§ Required action: Which lines in the listing below contain the word "reports"? Copy each one.

§ Available data:

•••••

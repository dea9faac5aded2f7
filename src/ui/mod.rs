//! Presentation layer
//!
//! Rendering of operation outcomes for the terminal. Progress spinners
//! live in `crate::progress`.

pub mod display;
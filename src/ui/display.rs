//! Display functions for command output
//!
//! Every function renders to a `String` so commands decide where it goes
//! and tests can inspect it. Colors come from `console` and switch off on
//! their own when stdout is not a terminal.

use std::fmt::Write as _;

use console::Style;

use crate::config::lockfile::{LockEntry, LockFile};
use crate::operations::apply::ApplyOutcome;
use crate::operations::resolve::ResolveOutcome;
use crate::operations::upgrade::{ChangeOrigin, UpgradeOutcome};
use crate::snapshot::Snapshot;
use crate::validator::{Severity, ValidationReport};

fn bold() -> Style {
    Style::new().bold()
}

fn name_style() -> Style {
    Style::new().bold().yellow()
}

fn dim() -> Style {
    Style::new().dim()
}

fn short(commit: &str) -> &str {
    commit.get(..10).unwrap_or(commit)
}

/// Summary of a resolve run
pub fn resolve_summary(outcome: &ResolveOutcome) -> String {
    let mut out = String::new();
    let lockfile = &outcome.lockfile;

    for (name, entry) in lockfile.ordered() {
        let marker = if outcome.added.contains(name) {
            Style::new().green().apply_to("+")
        } else if outcome.changed.contains(name) {
            Style::new().yellow().apply_to("~")
        } else {
            Style::new().apply_to(" ")
        };
        let _ = writeln!(
            out,
            "{} {} {} {}",
            marker,
            name_style().apply_to(name),
            entry.git_ref,
            dim().apply_to(entry.short_commit())
        );
    }
    for name in &outcome.removed {
        let _ = writeln!(
            out,
            "{} {}",
            Style::new().red().apply_to("-"),
            name_style().apply_to(name)
        );
    }

    let _ = writeln!(
        out,
        "\n{} {} dependencies locked ({} added, {} changed, {} removed)",
        Style::new().green().bold().apply_to("Resolved"),
        lockfile.dependencies.len(),
        outcome.added.len(),
        outcome.changed.len(),
        outcome.removed.len()
    );
    out
}

/// Summary of an apply run
pub fn apply_summary(outcome: &ApplyOutcome) -> String {
    let mut out = format!(
        "{} {} {} ({}) -> {} ({})\n",
        Style::new().green().bold().apply_to("Applied"),
        name_style().apply_to(&outcome.name),
        outcome.from.git_ref,
        dim().apply_to(outcome.from.short_commit()),
        outcome.to.git_ref,
        dim().apply_to(outcome.to.short_commit())
    );
    for name in &outcome.added {
        let _ = writeln!(out, "  {} {}", Style::new().green().apply_to("+"), name);
    }
    for name in &outcome.removed {
        let _ = writeln!(out, "  {} {}", Style::new().red().apply_to("-"), name);
    }
    out
}

fn entry_block(name: &str, entry: &LockEntry) -> String {
    let kind = if entry.direct { "direct" } else { "transitive" };
    let mut out = format!(
        "  {} {}\n",
        name_style().apply_to(name),
        dim().apply_to(format!("({kind})"))
    );
    let _ = writeln!(out, "    {} {}", bold().apply_to("source:"), entry.source);
    let _ = writeln!(out, "    {} {}", bold().apply_to("ref:"), entry.git_ref);
    let _ = writeln!(out, "    {} {}", bold().apply_to("commit:"), entry.short_commit());
    let _ = writeln!(
        out,
        "    {} {}",
        bold().apply_to("consumed:"),
        entry.consumed_at.format("%Y-%m-%d %H:%M:%S UTC")
    );
    if !entry.requires.is_empty() {
        let _ = writeln!(
            out,
            "    {} {}",
            bold().apply_to("requires:"),
            entry.requires.join(", ")
        );
    }
    if !entry.required_by.is_empty() {
        let _ = writeln!(
            out,
            "    {} {}",
            bold().apply_to("required by:"),
            entry.required_by.join(", ")
        );
    }
    out
}

/// Locked dependencies, optionally only `only`, followed by retained snapshots
pub fn status(lockfile: &LockFile, only: Option<&str>, snapshots: &[Snapshot]) -> String {
    let entries: Vec<_> = lockfile
        .ordered()
        .into_iter()
        .filter(|(name, _)| only.is_none_or(|o| o == name.as_str()))
        .collect();

    if entries.is_empty() {
        return "No dependencies locked.\n".to_string();
    }

    let mut out = format!(
        "{}\n",
        bold().apply_to(format!("Locked dependencies ({}):", entries.len()))
    );
    for (name, entry) in entries {
        out.push_str(&entry_block(name, entry));
    }

    if only.is_none() && !snapshots.is_empty() {
        let _ = writeln!(
            out,
            "\n{}",
            bold().apply_to(format!("Snapshots ({}):", snapshots.len()))
        );
        for snapshot in snapshots {
            let _ = writeln!(
                out,
                "  {} {} {}",
                snapshot.id,
                dim().apply_to(&snapshot.operation),
                dim().apply_to(snapshot.captured_at.format("%Y-%m-%d %H:%M:%S UTC"))
            );
        }
    }
    out
}

/// Result of an upgrade, or its plan for a dry run
pub fn upgrade_summary(outcome: &UpgradeOutcome) -> String {
    let mut out = String::new();
    if outcome.dry_run {
        let _ = writeln!(
            out,
            "{} Would upgrade {}",
            Style::new().cyan().bold().apply_to("[DRY RUN]"),
            name_style().apply_to(&outcome.name)
        );
    } else {
        let _ = writeln!(
            out,
            "{} {}",
            Style::new().green().bold().apply_to("Upgraded"),
            name_style().apply_to(&outcome.name)
        );
    }

    let _ = writeln!(
        out,
        "  {} {} ({}) -> {} ({})",
        bold().apply_to("ref:"),
        outcome.from_ref,
        dim().apply_to(short(&outcome.from_commit)),
        outcome.to_ref,
        dim().apply_to(short(&outcome.to_commit))
    );

    match &outcome.change {
        Some(planned) => {
            let origin = match planned.origin {
                ChangeOrigin::Dependency => "dependency",
                ChangeOrigin::Workspace => "workspace",
            };
            let _ = writeln!(
                out,
                "  {} {} {}",
                bold().apply_to("change:"),
                planned.change.change_type,
                dim().apply_to(format!("(declared by {origin})"))
            );
            if !planned.change.description.is_empty() {
                let _ = writeln!(out, "    {}", planned.change.description);
            }
        }
        None => {
            let _ = writeln!(
                out,
                "  {} {}",
                bold().apply_to("change:"),
                dim().apply_to("none declared")
            );
        }
    }

    let verb = if outcome.dry_run { "would run:" } else { "ran:" };
    if outcome.commands.is_empty() {
        let _ = writeln!(out, "  {} {}", bold().apply_to(verb), dim().apply_to("nothing"));
    } else {
        let _ = writeln!(out, "  {} {}", bold().apply_to(verb), outcome.commands.join(", "));
    }

    if let Some(id) = &outcome.snapshot_id {
        let _ = writeln!(out, "  {} {}", bold().apply_to("snapshot kept:"), id);
    }
    out
}

/// Problems found by each check and a one-line verdict
pub fn validation(reports: &[ValidationReport]) -> String {
    let mut out = String::new();
    let mut errors = 0;
    let mut warnings = 0;

    for report in reports {
        let status = if report.errors().next().is_some() {
            Style::new().red().bold().apply_to("FAIL")
        } else if report.warnings().next().is_some() {
            Style::new().yellow().bold().apply_to("WARN")
        } else {
            Style::new().green().bold().apply_to("OK")
        };
        let _ = writeln!(out, "{} {}", status, bold().apply_to(report.check));

        for problem in &report.problems {
            let label = match problem.severity {
                Severity::Error => {
                    errors += 1;
                    Style::new().red().apply_to("error")
                }
                Severity::Warning => {
                    warnings += 1;
                    Style::new().yellow().apply_to("warning")
                }
            };
            let _ = writeln!(
                out,
                "  {}[{}]: {}",
                label,
                problem.kind,
                problem.message
            );
        }
    }

    let _ = writeln!(out, "\n{errors} error(s), {warnings} warning(s)");
    out
}
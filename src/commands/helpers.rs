//! Command helper utilities

use crate::common::fs::LocalFs;
use crate::config::Settings;
use crate::error::Result;
use crate::exec::ShellExecutor;
use crate::git::SystemGit;
use crate::operations::OperationContext;
use crate::workspace::Workspace;

/// A workspace opened from the command line with production capabilities
pub struct Session {
    pub workspace: Workspace,
    pub settings: Settings,
    git: SystemGit,
    fs: LocalFs,
    executor: ShellExecutor,
}

impl Session {
    /// Open the workspace named by `--workspace`, or the one around the
    /// current directory
    pub fn open(settings: Settings) -> Result<Self> {
        let workspace = Workspace::discover(settings.workspace.as_deref())?;
        Ok(Self {
            workspace,
            git: SystemGit::new(settings.timeouts),
            fs: LocalFs,
            executor: ShellExecutor,
            settings,
        })
    }

    pub fn ctx(&self) -> OperationContext<'_> {
        OperationContext::new(&self.workspace, &self.git, &self.fs, &self.executor)
            .with_timeouts(self.settings.timeouts)
            .with_progress(!self.settings.verbose)
    }
}
//! Shell command execution for migration and verification commands
//!
//! The [`CommandExecutor`] trait is the seam the upgrade orchestrator runs
//! commands through. [`ShellExecutor`] is the production implementation.

pub mod process;

use std::collections::BTreeMap;
use std::path::PathBuf;
use std::time::Duration;

use crate::error::{GraftError, Result};

/// A fully resolved command ready to run
#[derive(Debug, Clone, PartialEq, Eq)]
pub struct Invocation {
    /// Declared command name, used in errors and logs
    pub name: String,

    /// Shell invocation string
    pub run: String,

    pub working_dir: PathBuf,

    /// Merged over the inherited environment
    pub env: BTreeMap<String, String>,

    pub timeout: Duration,
}

/// What a finished command produced
#[derive(Debug, Clone, Default, PartialEq, Eq)]
pub struct CommandOutput {
    /// Exit code; `None` when the process was terminated by a signal
    pub code: Option<i32>,
    pub stdout: String,
    pub stderr: String,
}

impl CommandOutput {
    pub fn success(&self) -> bool {
        self.code == Some(0)
    }

    /// Human-readable exit status
    pub fn status_label(&self) -> String {
        match self.code {
            Some(code) => format!("exit code {code}"),
            None => "signal".to_string(),
        }
    }
}

/// Runs shell commands
///
/// A non-zero exit is reported through [`CommandOutput`], not as an error;
/// errors are reserved for commands that could not start or timed out.
pub trait CommandExecutor {
    fn run(&self, invocation: &Invocation) -> Result<CommandOutput>;
}

/// Runs commands through the platform shell
#[derive(Debug, Default, Clone, Copy)]
pub struct ShellExecutor;

impl ShellExecutor {
    fn shell(script: &str) -> std::process::Command {
        #[cfg(windows)]
        {
            let mut command = std::process::Command::new("cmd");
            command.arg("/C").arg(script);
            command
        }
        #[cfg(not(windows))]
        {
            let mut command = std::process::Command::new("sh");
            command.arg("-c").arg(script);
            command
        }
    }
}

impl CommandExecutor for ShellExecutor {
    fn run(&self, invocation: &Invocation) -> Result<CommandOutput> {
        if !invocation.working_dir.is_dir() {
            return Err(GraftError::CommandSpawnFailed {
                name: invocation.name.clone(),
                reason: format!(
                    "working directory {} does not exist",
                    invocation.working_dir.display()
                ),
            });
        }

        let mut command = Self::shell(&invocation.run);
        command
            .current_dir(&invocation.working_dir)
            .envs(&invocation.env);

        tracing::debug!(
            command = %invocation.name,
            run = %invocation.run,
            dir = %invocation.working_dir.display(),
            "running command"
        );

        let captured = process::run_with_deadline(command, invocation.timeout).map_err(|e| {
            GraftError::CommandSpawnFailed {
                name: invocation.name.clone(),
                reason: e.to_string(),
            }
        })?;

        let Some(captured) = captured else {
            tracing::warn!(command = %invocation.name, "command timed out");
            return Err(GraftError::CommandTimeout {
                name: invocation.name.clone(),
                seconds: invocation.timeout.as_secs(),
            });
        };

        Ok(CommandOutput {
            code: captured.status.code(),
            stdout: captured.stdout,
            stderr: captured.stderr,
        })
    }
}

#[cfg(all(test, unix))]
mod tests {
    use super::*;
    use crate::test_fixtures::create_temp_dir;

    fn invocation(run: &str, dir: PathBuf) -> Invocation {
        Invocation {
            name: "check".to_string(),
            run: run.to_string(),
            working_dir: dir,
            env: BTreeMap::new(),
            timeout: Duration::from_secs(10),
        }
    }

    #[test]
    fn test_runs_in_working_dir_with_env() {
        let temp = create_temp_dir();
        let mut inv = invocation("pwd; echo \"$KB_MODE\"", temp.path().to_path_buf());
        inv.env.insert("KB_MODE".to_string(), "strict".to_string());

        let output = ShellExecutor.run(&inv).unwrap();
        assert!(output.success());
        let lines: Vec<&str> = output.stdout.lines().collect();
        let expected = dunce::canonicalize(temp.path()).unwrap();
        assert_eq!(dunce::canonicalize(lines[0]).unwrap(), expected);
        assert_eq!(lines[1], "strict");
    }

    #[test]
    fn test_nonzero_exit_is_reported_not_raised() {
        let temp = create_temp_dir();
        let output = ShellExecutor
            .run(&invocation("echo broken >&2; exit 4", temp.path().to_path_buf()))
            .unwrap();
        assert!(!output.success());
        assert_eq!(output.status_label(), "exit code 4");
        assert_eq!(output.stderr.trim(), "broken");
    }

    #[test]
    fn test_timeout_is_distinct_error() {
        let temp = create_temp_dir();
        let mut inv = invocation("sleep 30", temp.path().to_path_buf());
        inv.timeout = Duration::from_millis(200);

        let err = ShellExecutor.run(&inv).unwrap_err();
        assert!(matches!(err, GraftError::CommandTimeout { .. }));
    }

    #[test]
    fn test_missing_working_dir() {
        let temp = create_temp_dir();
        let err = ShellExecutor
            .run(&invocation("true", temp.path().join("absent")))
            .unwrap_err();
        assert!(matches!(err, GraftError::CommandSpawnFailed { .. }));
    }
}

•••••

§ Output of the exercise:
pub fn validation(reports: &[ValidationReport]) -> String {
    for report in reports {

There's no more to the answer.